お母さんが納付した相続税の内、あなたやお姉さんの負担分はお母さんからの
贈与になりますので、贈与税の問題が出てきます。110万円以下で相続時精算
課税制度を使っていないのであれば贈与税の基礎控除以下なので贈与税額は0円
となり、問題ないかと思います。
もし支払ってもらった相続税が110万円を超えていたような場合は、今はお母
さんの立替払いということにしておいて、お金があればお母さんに返金してくだ
さい。その場合、お母さんの預金通帳に振り込む形で証拠を作っておいてください。
相続税の税務調査の時には納税がどの銀行からなされたかもチェックしていま
す。
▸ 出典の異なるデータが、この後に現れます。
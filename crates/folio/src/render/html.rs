//! HTML adapter for the view tree.
//!
//! This is the only place that produces markup text. Text and attribute
//! values are escaped; nothing from the catalog is emitted raw.

use std::fmt::Write as _;
use std::path::Path;

use tracing::info;

use super::client::{ClientScript, CLIENT_SCRIPT};
use crate::config::SiteConfig;
use crate::error::{Error, Result};
use crate::node::{Element, Node};

/// Elements that never have children or a closing tag.
const VOID_ELEMENTS: &[&str] = &["br", "hr", "img", "input", "link", "meta"];

/// Serialize an element tree to HTML.
#[must_use]
pub fn element_to_html(element: &Element) -> String {
    let mut out = String::new();
    write_element(element, &mut out);
    out
}

/// Wrap a page body in a complete HTML document.
#[must_use]
pub fn document(body: &Element, config: &SiteConfig, script: &ClientScript) -> String {
    let mut out = String::from("<!DOCTYPE html>\n");
    let _ = write!(
        out,
        "<html lang=\"{}\">\n<head>\n<meta charset=\"utf-8\">\n\
         <meta name=\"viewport\" content=\"width=device-width, initial-scale=1\">\n\
         <title>{}</title>\n",
        escape_attr(&config.site.lang),
        escape_text(&config.site.title)
    );
    if let Some(href) = &config.site.stylesheet {
        let _ = writeln!(out, "<link rel=\"stylesheet\" href=\"{}\">", escape_attr(href));
    }
    out.push_str("</head>\n<body>\n");
    write_element(body, &mut out);
    out.push('\n');
    match script {
        ClientScript::Inline => {
            let _ = writeln!(out, "<script>\n{CLIENT_SCRIPT}</script>");
        }
        other => {
            if let Some(src) = other.src() {
                let _ = writeln!(out, "<script src=\"{}\"></script>", escape_attr(src));
            }
        }
    }
    out.push_str("</body>\n</html>\n");
    out
}

/// Write a page to `path` along with its bundled client script, if any.
///
/// # Errors
///
/// Returns [`Error::OutputWrite`] if a directory or file cannot be written.
pub fn write_site(path: &Path, body: &Element, config: &SiteConfig) -> Result<()> {
    let script = ClientScript::from_config(&config.site);
    write_document(path, &document(body, config, &script))?;
    if let Some(script_path) = script.bundle_path(path) {
        write_document(&script_path, CLIENT_SCRIPT)?;
    }
    Ok(())
}

/// Write text to `path`, creating parent directories.
///
/// # Errors
///
/// Returns [`Error::OutputWrite`] if a directory or the file cannot be written.
pub fn write_document(path: &Path, text: &str) -> Result<()> {
    if let Some(parent) = path.parent().filter(|p| !p.as_os_str().is_empty()) {
        std::fs::create_dir_all(parent).map_err(|source| Error::OutputWrite {
            path: parent.to_path_buf(),
            source,
        })?;
    }
    std::fs::write(path, text).map_err(|source| Error::OutputWrite {
        path: path.to_path_buf(),
        source,
    })?;
    info!(bytes = text.len(), "Wrote {}", path.display());
    Ok(())
}

fn write_node(node: &Node, out: &mut String) {
    match node {
        Node::Text(text) => out.push_str(&escape_text(text)),
        Node::Element(element) => write_element(element, out),
    }
}

fn write_element(element: &Element, out: &mut String) {
    out.push('<');
    out.push_str(element.tag);
    if !element.classes.is_empty() {
        let _ = write!(out, " class=\"{}\"", escape_attr(&element.classes.join(" ")));
    }
    for (key, value) in &element.attrs {
        if value.is_empty() {
            let _ = write!(out, " {key}");
        } else {
            let _ = write!(out, " {key}=\"{}\"", escape_attr(value));
        }
    }
    out.push('>');

    if VOID_ELEMENTS.contains(&element.tag) {
        return;
    }
    for child in &element.children {
        write_node(child, out);
    }
    let _ = write!(out, "</{}>", element.tag);
}

/// Escape text content.
#[must_use]
pub fn escape_text(text: &str) -> String {
    let mut out = String::with_capacity(text.len());
    for c in text.chars() {
        match c {
            '&' => out.push_str("&amp;"),
            '<' => out.push_str("&lt;"),
            '>' => out.push_str("&gt;"),
            _ => out.push(c),
        }
    }
    out
}

/// Escape an attribute value for use inside double quotes.
#[must_use]
pub fn escape_attr(value: &str) -> String {
    let mut out = String::with_capacity(value.len());
    for c in value.chars() {
        match c {
            '&' => out.push_str("&amp;"),
            '<' => out.push_str("&lt;"),
            '>' => out.push_str("&gt;"),
            '"' => out.push_str("&quot;"),
            _ => out.push(c),
        }
    }
    out
}
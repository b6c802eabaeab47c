//! Inline text markup.
//!
//! Narrative text (feature descriptions, highlights, the challenge paragraph)
//! may mark emphasis with double asterisks. The grammar is:
//!
//! ```text
//! text     := (plain | emphasis)*
//! emphasis := "**" non-empty-run "**"
//! plain    := any run not starting an emphasis
//! ```
//!
//! An opening `**` without a matching close, or an empty `****` pair, is kept
//! as literal text.
//!
//! ```
//! use folio::markup::{parse, Span};
//!
//! let spans = parse("uses **Supabase** edge functions");
//! assert_eq!(
//!     spans,
//!     vec![
//!         Span::Plain("uses ".into()),
//!         Span::Strong("Supabase".into()),
//!         Span::Plain(" edge functions".into()),
//!     ]
//! );
//! ```

use crate::node::{Element, Node};

const DELIMITER: &str = "**";

/// A run of inline text.
#[derive(Debug, Clone, PartialEq, Eq)]
pub enum Span {
    /// Unemphasized text.
    Plain(String),
    /// Emphasized text.
    Strong(String),
}

/// Parse inline markup into spans. Adjacent plain runs are merged.
#[must_use]
pub fn parse(input: &str) -> Vec<Span> {
    let mut spans = Vec::new();
    let mut plain = String::new();
    let mut rest = input;

    while let Some(open) = rest.find(DELIMITER) {
        let after_open = &rest[open + DELIMITER.len()..];
        match after_open.find(DELIMITER) {
            Some(0) => {
                // Empty emphasis: keep both delimiters literally.
                plain.push_str(&rest[..open + 2 * DELIMITER.len()]);
                rest = &after_open[DELIMITER.len()..];
            }
            Some(close) => {
                plain.push_str(&rest[..open]);
                if !plain.is_empty() {
                    spans.push(Span::Plain(std::mem::take(&mut plain)));
                }
                spans.push(Span::Strong(after_open[..close].to_string()));
                rest = &after_open[close + DELIMITER.len()..];
            }
            None => break,
        }
    }

    plain.push_str(rest);
    if !plain.is_empty() {
        spans.push(Span::Plain(plain));
    }
    spans
}

/// Render spans as inline nodes: text for plain runs, `<strong>` for emphasis.
#[must_use]
pub fn to_nodes(spans: &[Span]) -> Vec<Node> {
    spans
        .iter()
        .map(|span| match span {
            Span::Plain(text) => Node::text(text.clone()),
            Span::Strong(text) => Element::new("strong").text(text.clone()).into(),
        })
        .collect()
}

/// Parse and render in one step.
#[must_use]
pub fn render_inline(input: &str) -> Vec<Node> {
    to_nodes(&parse(input))
}
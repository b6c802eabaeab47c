//! Intermediate view tree.
//!
//! Renderers produce [`Node`] trees instead of markup text so that card,
//! filter and page output can be inspected in tests without a browser. The
//! [`html`](crate::render::html) adapter turns a tree into HTML.

/// A node in the view tree.
#[derive(Debug, Clone, PartialEq, Eq)]
pub enum Node {
    /// An element with classes, attributes and children.
    Element(Element),
    /// A text run. Escaped by adapters, never interpreted as markup.
    Text(String),
}

impl Node {
    /// Create a text node.
    #[must_use]
    pub fn text(text: impl Into<String>) -> Self {
        Self::Text(text.into())
    }

    /// The element, if this node is one.
    #[must_use]
    pub fn as_element(&self) -> Option<&Element> {
        match self {
            Self::Element(element) => Some(element),
            Self::Text(_) => None,
        }
    }

    /// Mutable access to the element, if this node is one.
    pub fn as_element_mut(&mut self) -> Option<&mut Element> {
        match self {
            Self::Element(element) => Some(element),
            Self::Text(_) => None,
        }
    }

    /// Concatenated text of this node and its descendants.
    #[must_use]
    pub fn text_content(&self) -> String {
        let mut out = String::new();
        self.collect_text(&mut out);
        out
    }

    fn collect_text(&self, out: &mut String) {
        match self {
            Self::Text(text) => out.push_str(text),
            Self::Element(element) => {
                for child in &element.children {
                    child.collect_text(out);
                }
            }
        }
    }
}

impl From<Element> for Node {
    fn from(element: Element) -> Self {
        Self::Element(element)
    }
}

/// An element node.
#[derive(Debug, Clone, PartialEq, Eq)]
pub struct Element {
    /// Tag name (e.g. `"article"`).
    pub tag: &'static str,
    /// Class list, in insertion order, without duplicates.
    pub classes: Vec<String>,
    /// Attributes, in insertion order, keys unique.
    pub attrs: Vec<(String, String)>,
    /// Child nodes.
    pub children: Vec<Node>,
}

impl Element {
    /// Create an empty element.
    #[must_use]
    pub fn new(tag: &'static str) -> Self {
        Self {
            tag,
            classes: Vec::new(),
            attrs: Vec::new(),
            children: Vec::new(),
        }
    }

    /// Add a class.
    #[must_use]
    pub fn class(mut self, class: impl Into<String>) -> Self {
        self.set_class(class, true);
        self
    }

    /// Add a class when `on` is true.
    #[must_use]
    pub fn class_if(mut self, class: impl Into<String>, on: bool) -> Self {
        if on {
            self.set_class(class, true);
        }
        self
    }

    /// Set an attribute.
    #[must_use]
    pub fn attr(mut self, key: impl Into<String>, value: impl Into<String>) -> Self {
        self.set_attr(key, value);
        self
    }

    /// Append a child.
    #[must_use]
    pub fn child(mut self, child: impl Into<Node>) -> Self {
        self.children.push(child.into());
        self
    }

    /// Append several children.
    #[must_use]
    pub fn children<I, N>(mut self, children: I) -> Self
    where
        I: IntoIterator<Item = N>,
        N: Into<Node>,
    {
        self.children.extend(children.into_iter().map(Into::into));
        self
    }

    /// Append a text child.
    #[must_use]
    pub fn text(self, text: impl Into<String>) -> Self {
        self.child(Node::text(text))
    }

    /// Check for a class.
    #[must_use]
    pub fn has_class(&self, class: &str) -> bool {
        self.classes.iter().any(|c| c == class)
    }

    /// Add or remove a class.
    pub fn set_class(&mut self, class: impl Into<String>, on: bool) {
        let class = class.into();
        let present = self.has_class(&class);
        if on && !present {
            self.classes.push(class);
        } else if !on && present {
            self.classes.retain(|c| *c != class);
        }
    }

    /// Look up an attribute value.
    #[must_use]
    pub fn get_attr(&self, key: &str) -> Option<&str> {
        self.attrs
            .iter()
            .find(|(k, _)| k == key)
            .map(|(_, v)| v.as_str())
    }

    /// Set an attribute, replacing any previous value.
    pub fn set_attr(&mut self, key: impl Into<String>, value: impl Into<String>) {
        let key = key.into();
        let value = value.into();
        match self.attrs.iter_mut().find(|(k, _)| *k == key) {
            Some(slot) => slot.1 = value,
            None => self.attrs.push((key, value)),
        }
    }

    /// Remove an attribute.
    pub fn remove_attr(&mut self, key: &str) {
        self.attrs.retain(|(k, _)| k != key);
    }

    /// Concatenated text of all descendants.
    #[must_use]
    pub fn text_content(&self) -> String {
        self.children.iter().map(Node::text_content).collect()
    }

    /// All elements in this subtree (self included) matching `pred`, depth-first.
    pub fn find_all<'a>(&'a self, pred: &impl Fn(&Element) -> bool) -> Vec<&'a Element> {
        let mut found = Vec::new();
        self.walk(pred, &mut found);
        found
    }

    fn walk<'a>(&'a self, pred: &impl Fn(&Element) -> bool, found: &mut Vec<&'a Element>) {
        if pred(self) {
            found.push(self);
        }
        for child in &self.children {
            if let Node::Element(element) = child {
                element.walk(pred, found);
            }
        }
    }

    /// All elements carrying `class`, depth-first.
    #[must_use]
    pub fn find_by_class(&self, class: &str) -> Vec<&Element> {
        self.find_all(&|e: &Element| e.has_class(class))
    }

    /// All elements with tag name `tag`, depth-first.
    #[must_use]
    pub fn find_by_tag(&self, tag: &str) -> Vec<&Element> {
        self.find_all(&|e: &Element| e.tag == tag)
    }

    /// First element carrying `class`, depth-first.
    #[must_use]
    pub fn first_by_class(&self, class: &str) -> Option<&Element> {
        self.find_by_class(class).into_iter().next()
    }

    /// Apply `f` to every element in this subtree, parents before children.
    pub fn visit_mut(&mut self, f: &mut impl FnMut(&mut Element)) {
        f(self);
        for child in &mut self.children {
            if let Node::Element(element) = child {
                element.visit_mut(f);
            }
        }
    }
}
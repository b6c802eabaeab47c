//! `folio` - Render a project catalog into a filterable portfolio page
//!
//! This library turns a static catalog of projects and technology tags into a
//! view tree of expandable project cards, a tag filter bar and a screenshot
//! lightbox, and tracks the interactive state of that page.

#![warn(missing_docs)]
#![warn(missing_debug_implementations)]
#![deny(unsafe_code)]

pub mod catalog;
pub mod cli;
pub mod config;
pub mod error;
pub mod logging;
pub mod markup;
pub mod node;
pub mod render;
pub mod ui;

pub use catalog::{Catalog, Project, TagDefinition, TagRegistry};
pub use config::SiteConfig;
pub use error::{Error, Result};
pub use logging::init_logging;
pub use node::{Element, Node};
pub use ui::{App, Event};
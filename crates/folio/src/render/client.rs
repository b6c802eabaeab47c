//! Client-side adapter delivery.
//!
//! The rendered page is static; a small bundled script drives it in the
//! browser using the same attribute contract the controllers in
//! [`crate::ui`] read and write (`data-filter`, `data-tags`, `data-id`,
//! `data-src`, `#lightbox`).

use std::path::{Path, PathBuf};

use crate::config::PageConfig;

/// The bundled client adapter.
pub const CLIENT_SCRIPT: &str = include_str!("../../assets/folio.js");

/// How a document gets its client script.
#[derive(Debug, Clone, PartialEq, Eq)]
pub enum ClientScript {
    /// No script; the page is inert.
    Omitted,
    /// Reference a script the user provides.
    Linked(String),
    /// Reference the bundled script, written next to the page at `src`.
    Bundled(String),
    /// Embed the bundled script in the document.
    Inline,
}

impl ClientScript {
    /// Resolve delivery from page settings.
    ///
    /// With bundling on, a relative `script` path gets the bundled file and a
    /// missing one gets the script inlined. Absolute paths and URLs are always
    /// linked as given.
    #[must_use]
    pub fn from_config(page: &PageConfig) -> Self {
        match (&page.script, page.bundle_script) {
            (Some(src), true) if is_local(src) => Self::Bundled(src.clone()),
            (Some(src), _) => Self::Linked(src.clone()),
            (None, true) => Self::Inline,
            (None, false) => Self::Omitted,
        }
    }

    /// The same delivery for a page with no directory to write next to.
    #[must_use]
    pub fn inlined(self) -> Self {
        match self {
            Self::Bundled(_) => Self::Inline,
            other => other,
        }
    }

    /// The `src` to reference, if any.
    #[must_use]
    pub fn src(&self) -> Option<&str> {
        match self {
            Self::Linked(src) | Self::Bundled(src) => Some(src),
            Self::Omitted | Self::Inline => None,
        }
    }

    /// Where the bundled script goes for a page written to `page_path`.
    #[must_use]
    pub fn bundle_path(&self, page_path: &Path) -> Option<PathBuf> {
        match self {
            Self::Bundled(src) => {
                let dir = page_path.parent().unwrap_or_else(|| Path::new(""));
                Some(dir.join(src))
            }
            _ => None,
        }
    }
}

fn is_local(src: &str) -> bool {
    !(src.contains("://") || src.starts_with('/'))
}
その時に母親が相続税の全額を納付していた場合、税務署は贈与として課税
してくるかもしれません。
納付者としては、単なる立替で後日返金しますと主張すれば課税されないと思
いますが問題の種は残さない方が良いかと思います。
分割協議と納税方法はセットで考えることが大事です。
相続税の納税方法は、現金一括納付が原則です。これができない場合は延納、
延納も難しい場合に限って初めて物納が認められます。
延納にしても、物納にしてもそれぞれに要件があり、それをクリアした場合に
り認められます。
延納を希望する場合は、延納申請書に「金銭納付を困難とする理由書」を税務
署に提出し延納の許可を受けなければなりません。それには、相続した現金預金
のほかに、「①納税者固有の現金預金その他換価の容易な財産」、「②生活費の
計算」の明細、「③配偶者その他の親族の収入」、「④事業経費の計算」、「⑤
概ね1年以内に見込まれる臨時的な収入・支出の額」等の記載が必要ですし、担
保の提供も必要です。さらに、延納期間中は利子税もかかります。
物納の場合は、ほとんど土地ですが、土地は関係者立会いのもと実測し、測量
の結果として隣地や道路の境に杭を入れる等が必要です。
延納、物納をすることは、かなりハードルが高いので、遺産分割協議の際に
は、納税資金もセットで考えて分割してください。